● TO DO
Check every line of the data and copy the ones where "verbatim" appears.

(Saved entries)
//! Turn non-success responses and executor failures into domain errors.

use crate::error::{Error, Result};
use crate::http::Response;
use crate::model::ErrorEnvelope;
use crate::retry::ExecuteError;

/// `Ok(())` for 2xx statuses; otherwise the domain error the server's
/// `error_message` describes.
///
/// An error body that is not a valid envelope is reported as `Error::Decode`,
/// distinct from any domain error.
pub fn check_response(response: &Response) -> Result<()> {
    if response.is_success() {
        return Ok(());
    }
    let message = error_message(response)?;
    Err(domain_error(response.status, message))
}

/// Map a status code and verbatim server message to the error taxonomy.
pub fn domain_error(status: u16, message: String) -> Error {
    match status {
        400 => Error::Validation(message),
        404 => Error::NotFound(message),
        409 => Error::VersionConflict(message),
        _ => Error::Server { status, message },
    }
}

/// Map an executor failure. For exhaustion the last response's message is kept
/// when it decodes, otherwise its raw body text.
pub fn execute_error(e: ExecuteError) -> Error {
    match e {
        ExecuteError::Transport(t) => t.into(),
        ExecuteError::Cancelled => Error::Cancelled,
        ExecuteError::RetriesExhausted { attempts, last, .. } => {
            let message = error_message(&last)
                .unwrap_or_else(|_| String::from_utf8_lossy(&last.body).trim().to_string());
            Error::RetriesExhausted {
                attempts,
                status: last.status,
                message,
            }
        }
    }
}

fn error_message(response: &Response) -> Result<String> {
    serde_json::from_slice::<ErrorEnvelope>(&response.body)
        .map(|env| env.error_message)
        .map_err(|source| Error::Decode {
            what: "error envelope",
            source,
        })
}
--
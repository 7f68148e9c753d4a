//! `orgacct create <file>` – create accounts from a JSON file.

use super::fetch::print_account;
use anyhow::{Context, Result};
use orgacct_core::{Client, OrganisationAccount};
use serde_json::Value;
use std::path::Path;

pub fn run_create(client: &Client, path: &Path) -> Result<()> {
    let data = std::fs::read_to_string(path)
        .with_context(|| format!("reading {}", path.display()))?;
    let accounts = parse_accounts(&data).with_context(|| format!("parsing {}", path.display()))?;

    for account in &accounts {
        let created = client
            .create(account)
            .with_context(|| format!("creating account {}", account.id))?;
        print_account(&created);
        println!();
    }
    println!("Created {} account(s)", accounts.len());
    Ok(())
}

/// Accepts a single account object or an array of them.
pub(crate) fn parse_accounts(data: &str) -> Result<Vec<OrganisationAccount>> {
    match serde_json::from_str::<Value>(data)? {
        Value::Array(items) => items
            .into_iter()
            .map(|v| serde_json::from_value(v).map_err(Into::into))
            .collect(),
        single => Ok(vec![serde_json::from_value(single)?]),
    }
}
---
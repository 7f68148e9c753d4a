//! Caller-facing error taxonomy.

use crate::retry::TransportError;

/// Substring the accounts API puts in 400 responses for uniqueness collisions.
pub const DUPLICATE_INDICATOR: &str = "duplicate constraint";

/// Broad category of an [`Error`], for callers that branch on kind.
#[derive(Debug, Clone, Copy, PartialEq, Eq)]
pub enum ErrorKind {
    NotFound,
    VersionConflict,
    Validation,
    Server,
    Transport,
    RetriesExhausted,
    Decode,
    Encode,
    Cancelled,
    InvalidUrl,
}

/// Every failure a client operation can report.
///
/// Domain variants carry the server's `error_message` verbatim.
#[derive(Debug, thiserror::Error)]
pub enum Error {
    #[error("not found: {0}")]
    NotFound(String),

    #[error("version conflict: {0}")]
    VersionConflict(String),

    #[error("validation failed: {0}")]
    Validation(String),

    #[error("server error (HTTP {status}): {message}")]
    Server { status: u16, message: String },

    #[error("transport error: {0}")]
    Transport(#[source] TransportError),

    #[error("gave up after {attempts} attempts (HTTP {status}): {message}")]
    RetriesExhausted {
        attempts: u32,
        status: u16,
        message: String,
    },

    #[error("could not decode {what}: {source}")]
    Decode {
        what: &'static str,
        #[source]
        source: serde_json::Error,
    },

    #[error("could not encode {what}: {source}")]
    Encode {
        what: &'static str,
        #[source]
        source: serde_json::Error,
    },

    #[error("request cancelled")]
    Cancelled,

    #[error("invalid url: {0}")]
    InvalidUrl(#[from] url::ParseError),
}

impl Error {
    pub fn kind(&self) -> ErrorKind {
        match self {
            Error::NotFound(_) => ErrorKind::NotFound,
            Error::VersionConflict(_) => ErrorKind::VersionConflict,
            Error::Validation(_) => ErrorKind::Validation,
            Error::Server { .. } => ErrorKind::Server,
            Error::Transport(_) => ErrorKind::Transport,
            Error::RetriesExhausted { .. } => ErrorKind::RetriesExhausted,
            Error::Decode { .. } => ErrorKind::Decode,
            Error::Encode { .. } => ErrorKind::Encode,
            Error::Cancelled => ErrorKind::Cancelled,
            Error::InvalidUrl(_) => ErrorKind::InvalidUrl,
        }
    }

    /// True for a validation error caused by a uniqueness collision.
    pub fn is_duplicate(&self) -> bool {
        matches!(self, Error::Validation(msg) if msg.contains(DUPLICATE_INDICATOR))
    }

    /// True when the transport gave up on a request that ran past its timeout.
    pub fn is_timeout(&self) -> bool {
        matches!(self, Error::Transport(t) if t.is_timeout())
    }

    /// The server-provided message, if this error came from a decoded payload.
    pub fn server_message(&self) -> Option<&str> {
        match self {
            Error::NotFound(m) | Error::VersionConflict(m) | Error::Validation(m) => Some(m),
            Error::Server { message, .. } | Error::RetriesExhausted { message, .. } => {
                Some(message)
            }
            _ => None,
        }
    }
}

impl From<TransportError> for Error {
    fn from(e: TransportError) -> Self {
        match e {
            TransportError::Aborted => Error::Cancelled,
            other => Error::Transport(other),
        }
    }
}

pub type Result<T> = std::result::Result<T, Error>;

● WRITTEN REPLY
/// Map a status code and verbatim server message to the error taxonomy.
/// Domain variants carry the server's `error_message` verbatim.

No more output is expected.